● **Dataset content**
= Beginning of Section =
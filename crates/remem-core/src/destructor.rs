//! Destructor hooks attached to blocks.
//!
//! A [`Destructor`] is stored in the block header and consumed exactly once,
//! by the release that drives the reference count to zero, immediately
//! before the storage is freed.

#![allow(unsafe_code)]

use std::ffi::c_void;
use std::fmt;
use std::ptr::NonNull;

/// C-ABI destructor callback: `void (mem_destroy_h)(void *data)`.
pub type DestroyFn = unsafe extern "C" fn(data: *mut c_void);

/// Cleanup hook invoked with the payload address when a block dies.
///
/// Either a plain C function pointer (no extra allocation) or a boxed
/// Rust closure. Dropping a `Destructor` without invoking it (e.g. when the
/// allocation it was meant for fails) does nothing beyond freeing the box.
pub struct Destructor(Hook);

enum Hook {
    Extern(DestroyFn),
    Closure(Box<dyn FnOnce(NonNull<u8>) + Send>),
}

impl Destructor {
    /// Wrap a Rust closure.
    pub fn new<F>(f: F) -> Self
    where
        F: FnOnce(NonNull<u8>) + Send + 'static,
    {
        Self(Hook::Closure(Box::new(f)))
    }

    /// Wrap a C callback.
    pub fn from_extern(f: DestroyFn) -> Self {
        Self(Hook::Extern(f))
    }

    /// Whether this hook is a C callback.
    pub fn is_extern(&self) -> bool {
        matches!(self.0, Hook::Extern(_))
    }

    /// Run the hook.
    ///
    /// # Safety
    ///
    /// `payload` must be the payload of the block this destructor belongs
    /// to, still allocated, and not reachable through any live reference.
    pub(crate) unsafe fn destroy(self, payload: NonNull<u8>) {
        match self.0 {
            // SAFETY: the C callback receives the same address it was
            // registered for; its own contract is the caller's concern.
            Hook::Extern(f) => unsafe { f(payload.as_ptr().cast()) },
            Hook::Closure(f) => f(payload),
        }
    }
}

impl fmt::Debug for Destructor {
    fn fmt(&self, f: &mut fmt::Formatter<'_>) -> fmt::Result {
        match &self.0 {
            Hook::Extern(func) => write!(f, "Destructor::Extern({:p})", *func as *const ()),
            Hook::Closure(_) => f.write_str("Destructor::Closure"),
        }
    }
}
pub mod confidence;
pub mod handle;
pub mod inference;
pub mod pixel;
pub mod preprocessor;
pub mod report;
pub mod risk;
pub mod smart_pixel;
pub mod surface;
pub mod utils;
= End of Section =
= Beginning of Section =
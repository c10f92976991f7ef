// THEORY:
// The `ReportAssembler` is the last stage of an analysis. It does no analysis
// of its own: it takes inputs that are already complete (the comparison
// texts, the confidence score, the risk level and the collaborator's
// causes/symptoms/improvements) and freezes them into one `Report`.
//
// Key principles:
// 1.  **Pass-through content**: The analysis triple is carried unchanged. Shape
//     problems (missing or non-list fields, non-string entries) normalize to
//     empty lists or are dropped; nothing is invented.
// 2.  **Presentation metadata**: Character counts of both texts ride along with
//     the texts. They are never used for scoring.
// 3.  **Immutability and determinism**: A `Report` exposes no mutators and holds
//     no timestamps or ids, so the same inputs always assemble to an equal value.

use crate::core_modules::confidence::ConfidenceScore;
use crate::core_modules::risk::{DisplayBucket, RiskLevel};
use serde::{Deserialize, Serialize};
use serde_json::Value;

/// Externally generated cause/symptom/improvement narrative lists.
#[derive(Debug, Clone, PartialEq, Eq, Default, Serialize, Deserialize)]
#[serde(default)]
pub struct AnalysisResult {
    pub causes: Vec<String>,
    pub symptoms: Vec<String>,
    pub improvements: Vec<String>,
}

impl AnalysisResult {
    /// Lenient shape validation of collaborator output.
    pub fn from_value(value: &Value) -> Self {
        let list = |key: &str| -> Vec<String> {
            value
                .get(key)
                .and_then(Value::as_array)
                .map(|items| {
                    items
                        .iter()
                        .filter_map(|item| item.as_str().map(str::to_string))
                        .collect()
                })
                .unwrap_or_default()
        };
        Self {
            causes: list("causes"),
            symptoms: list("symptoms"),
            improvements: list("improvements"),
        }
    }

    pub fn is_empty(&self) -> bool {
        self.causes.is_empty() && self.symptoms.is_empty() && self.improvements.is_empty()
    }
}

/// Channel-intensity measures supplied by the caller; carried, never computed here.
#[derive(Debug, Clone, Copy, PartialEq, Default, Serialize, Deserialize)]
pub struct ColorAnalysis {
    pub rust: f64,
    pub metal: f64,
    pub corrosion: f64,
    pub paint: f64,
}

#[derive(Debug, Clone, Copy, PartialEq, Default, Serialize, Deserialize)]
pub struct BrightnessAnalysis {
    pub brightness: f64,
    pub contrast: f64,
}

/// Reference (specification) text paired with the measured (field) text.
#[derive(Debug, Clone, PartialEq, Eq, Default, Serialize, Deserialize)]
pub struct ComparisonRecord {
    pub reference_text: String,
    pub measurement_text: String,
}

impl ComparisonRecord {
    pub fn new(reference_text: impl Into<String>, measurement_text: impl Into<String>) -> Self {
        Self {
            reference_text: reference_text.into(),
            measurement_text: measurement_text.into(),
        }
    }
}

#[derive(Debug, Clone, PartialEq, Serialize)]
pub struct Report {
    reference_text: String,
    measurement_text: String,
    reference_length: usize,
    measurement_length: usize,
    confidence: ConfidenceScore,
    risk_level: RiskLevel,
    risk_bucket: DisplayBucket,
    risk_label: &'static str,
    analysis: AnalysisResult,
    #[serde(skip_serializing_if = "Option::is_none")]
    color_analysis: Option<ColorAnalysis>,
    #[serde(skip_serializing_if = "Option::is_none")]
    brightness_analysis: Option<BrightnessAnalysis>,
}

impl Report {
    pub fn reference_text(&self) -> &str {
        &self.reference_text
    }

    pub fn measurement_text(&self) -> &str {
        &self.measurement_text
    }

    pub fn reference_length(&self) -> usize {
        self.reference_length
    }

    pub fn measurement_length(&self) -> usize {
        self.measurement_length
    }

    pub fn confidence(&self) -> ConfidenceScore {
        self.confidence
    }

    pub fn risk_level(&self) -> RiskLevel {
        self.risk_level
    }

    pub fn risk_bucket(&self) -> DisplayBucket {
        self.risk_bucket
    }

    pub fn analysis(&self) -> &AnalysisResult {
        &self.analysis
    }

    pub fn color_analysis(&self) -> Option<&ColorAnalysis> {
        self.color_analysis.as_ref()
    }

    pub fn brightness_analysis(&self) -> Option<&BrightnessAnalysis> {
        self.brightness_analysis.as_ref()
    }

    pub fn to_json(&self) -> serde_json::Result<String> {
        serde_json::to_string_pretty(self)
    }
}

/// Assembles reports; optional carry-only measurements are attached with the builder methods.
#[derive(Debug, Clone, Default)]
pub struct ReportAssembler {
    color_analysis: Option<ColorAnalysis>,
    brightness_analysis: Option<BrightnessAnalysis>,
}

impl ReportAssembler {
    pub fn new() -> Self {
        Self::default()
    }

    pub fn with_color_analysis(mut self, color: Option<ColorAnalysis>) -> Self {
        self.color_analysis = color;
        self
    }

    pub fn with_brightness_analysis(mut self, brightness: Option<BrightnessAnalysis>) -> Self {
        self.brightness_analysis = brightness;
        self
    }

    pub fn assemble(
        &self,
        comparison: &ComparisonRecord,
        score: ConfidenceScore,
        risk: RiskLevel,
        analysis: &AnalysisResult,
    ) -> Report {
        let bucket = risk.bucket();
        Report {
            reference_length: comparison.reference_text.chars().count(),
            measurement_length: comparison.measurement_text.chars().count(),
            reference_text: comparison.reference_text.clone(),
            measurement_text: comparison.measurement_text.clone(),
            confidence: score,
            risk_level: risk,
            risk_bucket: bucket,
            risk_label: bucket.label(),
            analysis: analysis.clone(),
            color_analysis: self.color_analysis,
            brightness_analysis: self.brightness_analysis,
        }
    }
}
= End of Section =
● **Work item**
As listed above, the lines from the line with "pub mod confidence;" to the line with "pub mod utils;" are to be echoed exactly, with both ends included and nothing added.

● **Solution to this problem**
pub mod confidence;
pub mod handle;
pub mod inference;
pub mod pixel;
pub mod preprocessor;
pub mod report;
pub mod risk;
pub mod smart_pixel;
pub mod surface;
pub mod utils;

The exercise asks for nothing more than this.